NHS-funded care, whether in hospitals or the community, should deliver high-quality assessment and treatment and it should be evidence based. Winterbourne View was a hospital; its patients had mental health needs. Most were detained under legislation but they received little in the way of specialist health care. It seems to me that people with severe learning disabilities are still seen as second class citizens and not afforded the same rights as other citizens. The 2001 White Paper, Valuing People, challenged those assumptions and raised the hopes of people with learning disabilities and their families, but access to the same health care as others is still denied to many. This is as true of mental health services as physical health services.

Underfunding, a lack of 24/7 working, the separation of specialist learning disability services from primary care and mental health services means that even those specialist services cannot support and deliver the safe and timely care that people need. For example, in the case of specialist psychological therapy services, IAPT services and highly specialist psychotherapy services have not been adapted for people with learning disabilities. This is especially important for people whose behaviour challenges. Can the Minister clarify the expectations of the Government with respect to the mental and physical healthcare of this group? Does parity of esteem apply to this patient group too? It is disappointing that there is so little in the report about the range of mental health treatments that people need.
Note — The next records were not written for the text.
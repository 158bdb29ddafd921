// Configuration types for ARM Wizards
//
// This module defines the configuration structures for talking to the Azure
// management plane: service-principal credentials, the target cloud, and
// wizard-level settings.

use anyhow::{Context, Result};
use serde::{Deserialize, Serialize};
use std::path::PathBuf;

/// Log level for the wizard system
#[derive(Debug, Clone, PartialEq, Eq, Serialize, Deserialize)]
#[serde(rename_all = "lowercase")]
pub enum LogLevel {
    Error,
    Warn,
    Info,
    Debug,
    Trace,
}

impl Default for LogLevel {
    fn default() -> Self {
        LogLevel::Info
    }
}

impl std::fmt::Display for LogLevel {
    fn fmt(&self, f: &mut std::fmt::Formatter<'_>) -> std::fmt::Result {
        match self {
            LogLevel::Error => write!(f, "error"),
            LogLevel::Warn => write!(f, "warn"),
            LogLevel::Info => write!(f, "info"),
            LogLevel::Debug => write!(f, "debug"),
            LogLevel::Trace => write!(f, "trace"),
        }
    }
}

impl std::str::FromStr for LogLevel {
    type Err = String;

    fn from_str(s: &str) -> Result<Self, Self::Err> {
        match s.to_lowercase().as_str() {
            "error" => Ok(LogLevel::Error),
            "warn" => Ok(LogLevel::Warn),
            "info" => Ok(LogLevel::Info),
            "debug" => Ok(LogLevel::Debug),
            "trace" => Ok(LogLevel::Trace),
            _ => Err(format!("Invalid log level: {}", s)),
        }
    }
}

/// The Azure cloud a subscription belongs to
///
/// Each cloud has its own management-plane endpoint and Active Directory
/// authority.
#[derive(Debug, Clone, Copy, PartialEq, Eq, Serialize, Deserialize)]
#[serde(rename_all = "kebab-case")]
pub enum AzureEnvironment {
    /// Global Azure
    Public,
    /// Azure China (21Vianet)
    China,
    /// Azure US Government
    UsGovernment,
}

impl Default for AzureEnvironment {
    fn default() -> Self {
        AzureEnvironment::Public
    }
}

impl AzureEnvironment {
    /// Base URL of the resource-manager endpoint for this cloud
    pub fn resource_manager_endpoint(&self) -> &'static str {
        match self {
            AzureEnvironment::Public => "https://management.azure.com",
            AzureEnvironment::China => "https://management.chinacloudapi.cn",
            AzureEnvironment::UsGovernment => "https://management.usgovcloudapi.net",
        }
    }

    /// Active Directory authority that issues tokens for this cloud
    pub fn authority(&self) -> &'static str {
        match self {
            AzureEnvironment::Public => "https://login.microsoftonline.com",
            AzureEnvironment::China => "https://login.chinacloudapi.cn",
            AzureEnvironment::UsGovernment => "https://login.microsoftonline.us",
        }
    }
}

impl std::fmt::Display for AzureEnvironment {
    fn fmt(&self, f: &mut std::fmt::Formatter<'_>) -> std::fmt::Result {
        match self {
            AzureEnvironment::Public => write!(f, "public"),
            AzureEnvironment::China => write!(f, "china"),
            AzureEnvironment::UsGovernment => write!(f, "us-government"),
        }
    }
}

impl std::str::FromStr for AzureEnvironment {
    type Err = String;

    fn from_str(s: &str) -> Result<Self, Self::Err> {
        match s.to_lowercase().as_str() {
            "public" | "azure" | "azurecloud" => Ok(AzureEnvironment::Public),
            "china" | "azurechinacloud" => Ok(AzureEnvironment::China),
            "us-government" | "usgov" | "azureusgovernment" => Ok(AzureEnvironment::UsGovernment),
            _ => Err(format!("Invalid Azure environment: {}", s)),
        }
    }
}

/// Service-principal and subscription configuration
#[derive(Debug, Clone, PartialEq, Serialize, Deserialize)]
#[serde(default)]
pub struct AzureConfig {
    /// Active Directory tenant ID
    pub tenant_id: String,
    /// Service principal (application) ID
    pub client_id: String,
    /// Service principal secret
    pub client_secret: String,
    /// Subscription to provision into
    pub subscription_id: String,
    /// Cloud the subscription belongs to
    #[serde(default)]
    pub environment: AzureEnvironment,
    /// Explicit resource-manager endpoint, overriding the environment default
    #[serde(default, skip_serializing_if = "Option::is_none")]
    pub resource_manager_url: Option<String>,
}

impl Default for AzureConfig {
    fn default() -> Self {
        Self {
            tenant_id: String::new(),
            client_id: String::new(),
            client_secret: String::new(),
            subscription_id: String::new(),
            environment: AzureEnvironment::default(),
            resource_manager_url: None,
        }
    }
}

impl AzureConfig {
    /// Check if the configuration has complete service-principal credentials
    pub fn has_credentials(&self) -> bool {
        !self.tenant_id.is_empty() && !self.client_id.is_empty() && !self.client_secret.is_empty()
    }

    /// Resource-manager endpoint to use, honoring an explicit override
    pub fn resource_manager_endpoint(&self) -> &str {
        self.resource_manager_url
            .as_deref()
            .unwrap_or_else(|| self.environment.resource_manager_endpoint())
    }
}

/// Wizard-level settings
#[derive(Debug, Clone, PartialEq, Serialize, Deserialize)]
#[serde(default)]
pub struct WizardSettings {
    /// Location to pre-seed new contexts with, skipping the location prompt
    #[serde(default, skip_serializing_if = "Option::is_none")]
    pub default_location: Option<String>,
    /// Log level for the wizard system
    #[serde(default)]
    pub log_level: LogLevel,
    /// Per-request timeout for management-plane calls in seconds
    #[serde(default = "WizardSettings::default_timeout_seconds")]
    pub request_timeout_seconds: u64,
}

impl WizardSettings {
    fn default_timeout_seconds() -> u64 {
        30
    }
}

impl Default for WizardSettings {
    fn default() -> Self {
        Self {
            default_location: None,
            log_level: LogLevel::default(),
            request_timeout_seconds: Self::default_timeout_seconds(),
        }
    }
}

/// Configuration validation report
#[derive(Debug, Clone, PartialEq)]
pub struct ValidationReport {
    /// Whether the configuration is valid
    pub is_valid: bool,
    /// Validation errors
    pub errors: Vec<String>,
    /// Validation warnings
    pub warnings: Vec<String>,
}

impl ValidationReport {
    /// Create a new validation report
    pub fn new() -> Self {
        Self {
            is_valid: true,
            errors: Vec::new(),
            warnings: Vec::new(),
        }
    }

    /// Add an error to the report
    pub fn add_error(&mut self, error: String) {
        self.is_valid = false;
        self.errors.push(error);
    }

    /// Add a warning to the report
    pub fn add_warning(&mut self, warning: String) {
        self.warnings.push(warning);
    }

    /// Check if there are any issues
    pub fn has_issues(&self) -> bool {
        !self.errors.is_empty() || !self.warnings.is_empty()
    }
}

impl Default for ValidationReport {
    fn default() -> Self {
        Self::new()
    }
}

/// Environment variable names recognized by ARM Wizards
pub struct EnvVars;

impl EnvVars {
    pub const TENANT_ID: &'static str = "ARM_WIZARDS_TENANT_ID";
    pub const CLIENT_ID: &'static str = "ARM_WIZARDS_CLIENT_ID";
    pub const CLIENT_SECRET: &'static str = "ARM_WIZARDS_CLIENT_SECRET";
    pub const SUBSCRIPTION_ID: &'static str = "ARM_WIZARDS_SUBSCRIPTION_ID";
    pub const ENVIRONMENT: &'static str = "ARM_WIZARDS_ENVIRONMENT";
    pub const RESOURCE_MANAGER_URL: &'static str = "ARM_WIZARDS_RESOURCE_MANAGER_URL";
    pub const CONFIG_DIR: &'static str = "ARM_WIZARDS_CONFIG_DIR";
    pub const LOG_LEVEL: &'static str = "ARM_WIZARDS_LOG_LEVEL";
}

/// Configuration file paths and names
pub struct ConfigPaths;

impl ConfigPaths {
    /// Configuration directory name under the platform config root
    pub const CONFIG_DIR_NAME: &'static str = "arm-wizards";

    /// Configuration file name
    pub const CONFIG_FILE: &'static str = "config.toml";

    /// Get the default configuration directory
    pub fn default_config_dir() -> Result<PathBuf> {
        dirs::config_dir()
            .map(|dir| dir.join(Self::CONFIG_DIR_NAME))
            .context("Failed to determine configuration directory")
    }

    /// Get the configuration file path
    pub fn config_file() -> Result<PathBuf> {
        Ok(Self::default_config_dir()?.join(Self::CONFIG_FILE))
    }
}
My first boss in learning disability, Joan Bicknell, recruited me back in 1981 because I was a medical psychotherapist and a family carer. She lectured extensively about the emotional lives of people with learning disabilities. I remember how sceptical her audiences were. How could people with little spoken language have feelings? Is this the same attitude that makes it possible for so-called carers to abuse the people they are caring for? Some of my research studied the effect of abuse and bereavement on people’s behaviour and emotions. To help their carers understand their inner world, I turned that research into picture books about life experiences for them to read together. More research is needed to help us understand what happens in people’s homes and what leads to behaviour that challenges. Can the Minister tell us whether there will be substantial investment in research, similar to that being used at King’s College to develop a care home research network for people living with dementia?

Winterbourne View hospital failed to meet the needs of these adults. How can we be sure that this time we do not forget; that the lessons from this tragedy are truly learnt and safeguards are put in place?